Theresa May says Conservatives will keep migration target in election manifesto

'We believe that is in the tens of thousands'

Theresa May wants to bring net migration figures down to 'sustainable levels'

The Conservatives will keep their manifesto commitment of bringing immigration down to “the tens of thousands”, Theresa May has said.

The Prime Minister said the Tories believed immigration should be reduced to “sustainable levels” and that she would be repeating David Cameron’s controversial – and failed – manifesto target.

The pledge to bring immigration below 100,000 will form part of the party’s 2017 General Election manifesto, which is set to be fully unveiled in the coming days.

Mr Cameron introduced a pledge to cap net migration at the “tens of thousands” in January 2010, months out from that year’s general election. Despite a failure to meet the target it was repeated in the Conservatives’ 2015 manifesto.

Ms May said: “I think it is important that we continue, and we will continue, to say that we do want to bring net migration down to sustainable levels.

“We believe that is the tens of thousands, and of course once we leave the European Union we will have the opportunity to ensure that we have control of our borders here in the UK, because we’ll be able to establish our rules for people coming from the European Union into the UK.”

Net migration hit a record high of 336,000 last year, up from 252,000 in 2010 when Mr Cameron took power. Net migration would have to be below 100,000 to hit the Conservatives’ target.

There were reports that Cabinet members disagreed about whether or not their party should keep or drop the target going into the election.

Just hours before Ms May’s comments the Home Secretary Amber Rudd suggested that she was personally in favour of abandoning the goal. When asked about the target in an interview with the BBC she said the situation had changed because of the decision to leave the EU “so it’s right that we look at it again”. She added that she wanted a policy that supported business.

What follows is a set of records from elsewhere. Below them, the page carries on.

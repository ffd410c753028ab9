//! History entry model
//!
//! A snapshot of one completed calculation: the wage, the products and
//! results at that moment, the anomalies flagged by the price check, and the
//! location the user had set.

use chrono::{DateTime, Utc};
use serde::{Deserialize, Serialize};

use super::calculation::CalculationResult;
use super::ids::HistoryEntryId;
use super::product::Product;

/// A price flagged as anomalous by the price-check service
#[derive(Debug, Clone, PartialEq, Serialize, Deserialize)]
#[serde(rename_all = "camelCase")]
pub struct PriceAnomaly {
    pub product_name: String,
    pub suggested_price: f64,
    pub reason: String,
}

/// One entry in the calculation history. Immutable once created.
#[derive(Debug, Clone, PartialEq, Serialize, Deserialize)]
pub struct HistoryEntry {
    pub id: HistoryEntryId,

    /// When the calculation was made (UTC)
    pub timestamp: DateTime<Utc>,

    pub hourly_wage: f64,

    /// Products as they were priced at calculation time
    pub products: Vec<Product>,

    pub results: Vec<CalculationResult>,

    /// Anomalies reported by the price check, if it ran
    #[serde(default, skip_serializing_if = "Option::is_none")]
    pub anomalies: Option<Vec<PriceAnomaly>>,

    #[serde(default, skip_serializing_if = "Option::is_none")]
    pub location: Option<String>,
}

impl HistoryEntry {
    /// Record a new calculation, stamped with the current time
    pub fn new(
        hourly_wage: f64,
        products: Vec<Product>,
        results: Vec<CalculationResult>,
        anomalies: Option<Vec<PriceAnomaly>>,
        location: Option<String>,
    ) -> Self {
        Self {
            id: HistoryEntryId::new(),
            timestamp: Utc::now(),
            hourly_wage,
            products,
            results,
            anomalies,
            location,
        }
    }

    /// Anomalies as a slice (empty if the check did not run)
    pub fn anomalies(&self) -> &[PriceAnomaly] {
        self.anomalies.as_deref().unwrap_or_default()
    }
}
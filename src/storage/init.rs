//! Storage initialization
//!
//! Handles first-run setup and default data creation

use crate::config::paths::HourlyBuysPaths;
use crate::error::HourlyBuysError;
use crate::models::UserProfile;

use super::file_io::write_json_atomic;
use super::products::ProductData;

/// Initialize storage for a fresh installation
///
/// Writes the built-in product list and the guest profile if they are not
/// already on disk. Existing files are left untouched.
pub fn initialize_storage(paths: &HourlyBuysPaths) -> Result<(), HourlyBuysError> {
    paths.ensure_directories()?;

    if !paths.products_file().exists() {
        write_json_atomic(paths.products_file(), &ProductData::default())?;
    }

    if !paths.profile_file().exists() {
        write_json_atomic(paths.profile_file(), &UserProfile::default())?;
    }

    Ok(())
}

/// Check if storage needs initialization
pub fn needs_initialization(paths: &HourlyBuysPaths) -> bool {
    !paths.products_file().exists()
}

Business group the Institute of Directors immediately criticised Ms May’s target as a “poor substitute for a proper immigration policy”.

Stephen Martin, the organisation’s director general, said in particular that he believed students should not be included in immigration figures.

He noted that that for the services sector labour mobility was part of free trade.

“A target is a poor substitute for a proper immigration policy. All parties should instead see Brexit as an opportunity to come up with a new system that is good for the economy, but also addresses voters’ concerns,” he said.

“The next government must improve the education system so young people are ready to fill roles in developing industries, and workers of all ages can re-train as needed to find fulfilling jobs. This is the only sustainable way to reduce the demand for skills from abroad.”

Liberal Tory group Bright Blue also criticised the manifesto pledge. Ryan Shorthouse, the organisation’s director, said: “Keeping the net migration target is a mistake. Controlling migration should not be centred on an arbitrary, indiscriminate and unrealistic figure. Instead, Theresa May should introduce realistic, effective and popular ways of controlling migration.”